The new chairman of the House Ways and Means Committee wants to move quickly to resolve the estate tax issue, but believes the next step must be taken by the Senate, according to a spokesman.
Consistent with the comments of the House Democratic leadership, officials at the Association for Advanced Life Underwriting are telling members that the next thing to watch for in a situation where it is now unclear how a gridlocked Congress will act is whether Congress writes reconciliation instructions in the FY 2011 budget resolution.
In a note to members, Sarah Spear, AALU director of policy and public affair says that whether reconciliation is mandated “will be telling as to whether leadership will be able to move forward with tax legislation.”
That includes the estate tax, she says, because mandating reconciliation would mean that Senate passage of any tax legislation would require only 51 votes to pass.
The Ways and Means Committee spokesman, Matt Beck, said the House wants to use as the basis for negotiations legislation it passed last December that would extend the 2009 estate tax levels until 2012. These would include a $3.5 million individual exemption and a 45% top rate, retroactive to Jan. 1.
“The chairman believes the action is now in the Senate,” Beck said. “We will continue to work to formalize the legislation.”
In earlier comments, the chairman, Rep. Sander Levin, D-Mich., said the House “remains steady” with its stated position of retaining the 2009 levels.
At present there is no estate tax, but under current law it returns in 2011 to a $1 million per-person exemption and a 55% rate.
Tom Currey, president of the National Association of Insurance and Financial Advisors, is interpreting Levin’s comments as trying to “jump-start work on some sort of compromise.”
He adds that “the estate tax has been sitting there since January. If they don’t do something pretty soon, Congress may miss the boat here.

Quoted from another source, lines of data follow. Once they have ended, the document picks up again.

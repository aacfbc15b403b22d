//! Deterministic simulation core for a multi-agent, agar-style arena:
//! tick-driven movement, collision resolution, and the eat/split/eject/fuse
//! rules that turn a population of circles into a competitive game.
//!
//! Collaborators (rendering, observation encoding, networking, CLI driver)
//! live outside this crate; it exposes [`Server`] as the whole surface they
//! need: `new`, `seed`, `reset`, `apply_actions`, `step`, `snapshot`.

pub mod action;
pub mod collision;
pub mod config;
pub mod entity;
pub mod error;
pub mod geometry;
pub mod ids;
pub mod managers;
pub mod rng;
pub mod rules;
pub mod sim;
pub mod snapshot;
pub mod spatial;

pub use action::{Action, ActionType};
pub use config::Config;
pub use error::{SimError, SimResult};
pub use ids::{BallId, PlayerId, TeamId};
pub use sim::Server;
pub use snapshot::Snapshot;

We have to do something or it will go back to $1 million and 55%.”
Currey says the issue is important to NAIFA members. “They tell us anecdotally that it is now a little more difficult to get people who could potentially be affected by the estate tax to focus on this because they have to plan for at least three different scenarios.”
Specifically, he says, the first scenario is that “some people think it is gone forever. What they don’t remember is that it returns next year.”
The next scenario, he continues, “is that it indeed goes back to $1 million and 55%.”
That, Currey says, “is a worst case scenario for most taxpayers because then they have to do more planning than they really planned for.”
And the third scenario is a compromise, either a $2.5 million, or $3.5 million to $5 million exemption.
But, he cautions, “I don’t think it is a foregone conclusion to think that Congress will go as high as $5 million.”
As Beck noted, Currey says, “the key is not the House. The House has already passed legislation; it is the Senate that cannot come to grips with this.
“Levin is trying to get the Senate to do something,” Currey says. “The farther this goes on, the people who want a low exempt amount gain political strength and the people who want the $5 million amount lose strength.”
“The farther this goes on, the less likely that an exemption rate higher than $1 million becomes law going forward,” he says, adding that, “Congress doesn’t have to lift a finger for that to occur.”
Spear says AALU officials are telling members that the “the easiest type of reform, taking into account the congressional schedule and the focus on deficit reduction, would be to pass a two-year patch of estate tax law at the 2009 parameters through 2011.”
But, she says, in visits to 34 Senate offices, “AALU lobbyists have learned that Senators are still searching for a permanent compromise between the 2009 parameters and a $5 million exemption and a 35% rate.”
She says members of the Senate are hesitant to write reconciliation instructions “coming off the heels of the health care reconciliation bill.”
But, “if reconciliation instructions are not written, we will remain in the difficult predicament we currently observe-the tenuous task of finding a compromise between the parameters outlined above and revenue offsets that would garner 60 votes needed to pass a bill under regular order,” she says.
“The difficulty in finding 60 votes may lead to either (1) reversion in 2010 to a $1 million exemption and 55% rate or a short-term extension of tax cuts, including the estate tax on a two-year basis at a $3.5 million exemption and a 45% rate, possibly during a lame duck session (when Congress returns after November elections).”
In general, the insurance industry supports “reasonable” estate tax reform, which it sees in the range of $3.5 million/$5 million exemption and a 35%/45% maximum tax rate.
But, the industry also seeks other provisions, such as indexing the exemption level for inflation.
Other provisions sought by the industry are the reunification of the estate and gift tax and providing so-called “portability,” which would permit a surviving spouse to carry over any credit left over by the first spouse to die.